Manufacturing activity in the United Kingdom has fallen to a 31-month low as the country confronts recession

Manufacturing activity in the United Kingdom has fallen to a 31-month low as the country confronts recession

As seen by today’s data, the economic outlook for the United Kingdom has worsened.

Analysts at insurer Allianz Trade predicted the UK economy will shrink by 0.9 per cent this year compared with a 0.7 per cent decline in Germany , a 0.4 per cent slump in France and a 0.3 per cent shrinkage for the US
The PMI figure in December was the lowest in 31 months, dating back to the depths of the Covid crisis.

Companies reported decreases in output, new orders, and inventories, while prices continued to climb, albeit at a slower rate than previously. The grade of 43.5 decreased from 46.5 in November, indicating a contraction in economic activity.
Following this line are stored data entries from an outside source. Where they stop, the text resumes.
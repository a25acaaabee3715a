//! In-process user cache backed by a concurrent map

use std::collections::HashMap;
use std::sync::Arc;

use dashmap::DashMap;

use super::{CacheError, UserCache};

/// Local-only cache, used when no Redis URL is configured and in tests
#[derive(Clone, Default)]
pub struct MemoryUserCache {
    entries: Arc<DashMap<String, HashMap<String, String>>>,
}

impl MemoryUserCache {
    pub fn new() -> Self {
        Self::default()
    }

    /// Number of cached keys
    pub fn len(&self) -> usize {
        self.entries.len()
    }

    pub fn is_empty(&self) -> bool {
        self.entries.is_empty()
    }

    /// Drop every entry, as a cache flush would
    pub fn flush(&self) {
        self.entries.clear();
    }
}

impl UserCache for MemoryUserCache {
    async fn keys_with_prefix(&self, prefix: &str) -> Result<Vec<String>, CacheError> {
        let mut keys: Vec<String> = self
            .entries
            .iter()
            .filter(|entry| entry.key().starts_with(prefix))
            .map(|entry| entry.key().clone())
            .collect();
        keys.sort();
        Ok(keys)
    }

    async fn exists(&self, key: &str) -> Result<bool, CacheError> {
        Ok(self.entries.contains_key(key))
    }

    async fn get_fields(&self, key: &str) -> Result<HashMap<String, String>, CacheError> {
        Ok(self
            .entries
            .get(key)
            .map(|entry| entry.value().clone())
            .unwrap_or_default())
    }

    async fn set_fields(&self, key: &str, fields: &[(&'static str, String)]) -> Result<(), CacheError> {
        let mut entry = self.entries.entry(key.to_string()).or_default();
        for (name, value) in fields {
            entry.insert(name.to_string(), value.clone());
        }
        Ok(())
    }

    async fn delete(&self, key: &str) -> Result<(), CacheError> {
        self.entries.remove(key);
        Ok(())
    }
}

#[cfg(test)]
mod tests {
    use super::*;

    #[tokio::test]
    async fn test_set_and_get_fields() {
        let cache = MemoryUserCache::new();

        cache
            .set_fields("user:1", &[("username", "ada".to_string())])
            .await
            .unwrap();

        let fields = cache.get_fields("user:1").await.unwrap();
        assert_eq!(fields.get("username"), Some(&"ada".to_string()));
        assert!(cache.exists("user:1").await.unwrap());
    }

    #[tokio::test]
    async fn test_set_fields_merges_into_existing_hash() {
        let cache = MemoryUserCache::new();

        cache
            .set_fields("user:1", &[("username", "ada".to_string()), ("role", "user".to_string())])
            .await
            .unwrap();
        cache
            .set_fields("user:1", &[("role", "admin".to_string())])
            .await
            .unwrap();

        let fields = cache.get_fields("user:1").await.unwrap();
        assert_eq!(fields.get("username"), Some(&"ada".to_string()));
        assert_eq!(fields.get("role"), Some(&"admin".to_string()));
    }

    #[tokio::test]
    async fn test_missing_key_reads_empty() {
        let cache = MemoryUserCache::new();

        assert!(cache.get_fields("user:404").await.unwrap().is_empty());
        assert!(!cache.exists("user:404").await.unwrap());
    }

    #[tokio::test]
    async fn test_keys_with_prefix_filters_namespace() {
        let cache = MemoryUserCache::new();
        cache.set_fields("user:2", &[]).await.unwrap();
        cache.set_fields("user:1", &[]).await.unwrap();
        cache.set_fields("post:1", &[]).await.unwrap();

        let keys = cache.keys_with_prefix("user:").await.unwrap();
        assert_eq!(keys, vec!["user:1".to_string(), "user:2".to_string()]);
    }

    #[tokio::test]
    async fn test_delete_and_flush() {
        let cache = MemoryUserCache::new();
        cache.set_fields("user:1", &[]).await.unwrap();
        cache.set_fields("user:2", &[]).await.unwrap();

        cache.delete("user:1").await.unwrap();
        assert_eq!(cache.len(), 1);

        cache.flush();
        assert!(cache.is_empty());
    }
}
In 2023, the S&P Global/CIPS study predicts that the British economy would experience the most severe recession among the world’s top economies.

As a result of rising energy costs, high borrowing rates, and a surge in the number of failing enterprises, Allianz Trade’s analysts forecast that UK plc will contract by 0.9% this year.

The closely-watched PMI reading was the lowest in December for 31 months, since the depths of the Covid crisis

This contrasts to a predicted 0.7% loss in Germany, a 0.4% decline in France, and a 0.3% decline iManufacturing activity in the United Kingdom has fallen to a 31-month low as the country confronts recession.n the United States.

In addition, the analysis warned that enterprises throughout the United Kingdom and Europe would see a “huge profitability shock” in the coming months due to growing energy costs that would not be adequately offset by government support measures.

As a result, Allianz anticipated that the number of insolvent businesses in the United Kingdom will increase by 15% to 27,100 in 2023 due to the weight of rising prices.

Allianz predicted business insolvencies in the UK would rise by 15 per cent in 2023 to 27,100 as firms buckle under the weight of higher costs

Allianz Trade analysts believe the UK economy will contract by 0.9% this year, compared to a 0.7% decline in Germany, a 0.4% decline in France, and a 0.3% contraction in the United States.

The PMI reading in December was the lowest in 31 months, since the depths of the Covid crisis.

Allianz anticipated that the number of insolvent businesses in the United Kingdom would increase by 15% to 27,100 in 2023 due to rising costs.

Analysts anticipated inflation to continue “uncomfortably high” in the coming year, while the annual rate of price increases in the United Kingdom would slow to 7.5% in 2023 from 9.0% in 2022.

Overall, Allianz concluded that the global economy was “still headed towards a recession” in the coming months, expecting a global growth rate of only 1.4% in 2023, down from 2.9% in 2022, before a rebound to 2.8% in 2024.

Maxime Darmet, senior economist at Allianz Commerce, predicted that global trade will “continue to decelerate,” with the industrial sector being particularly hard impacted by weaker demand and some companies attempting to reduce inventory levels due to earlier overstock.

Since mid-2009, the manufacturing PMI reading was one of the worst since the beginning of the pandemic.

Rob Dobson, director of S&P Global Market Intelligence, remarked, “Production shrank at one of the quickest rates in the past 14 years as new order inflows faltered and supply chain concerns continued to bite.”

The loss in new business was worrisomely sharp, as weak home demand was reinforced by a further significant decline in new orders from outside.

The manufacturing PMI score has indicated that the sector is in decline for the fifth consecutive month, while production has declined for the sixth straight survey.

Exporters reported decreased demand from China, the United States, mainland Europe, and Ireland, due in large part to dismal global economic conditions.

Some businesses also cited shipment delays, cost increases, and other concerns related to Brexit.

Mr. Dobson stated, “Clients are increasingly pessimistic and reluctant to commit to new contracts, not only in the UK but also in critical areas such as the United States, China, and the European Union.”

The latter’s vulnerability is still being compounded by the limits of Brexit, as rising costs, administrative hurdles, and shipping delays lead an increasing number of clients to shun trade with the United Kingdom.

A third of the world economy will be in recession this year, according to Kristalina Georgieva, managing director of the International Monetary Fund (IMF).

Ms. Georgieva warned that the economies of the United States, the European Union, and China were all declining at the same time, and that the spread of the Covid virus in China would slow economic activity worldwide.

In October, the IMF lowered its growth forecast for 2023, citing the war in Ukraine, inflation, and rising interest rates as factors that would weigh on the global economy.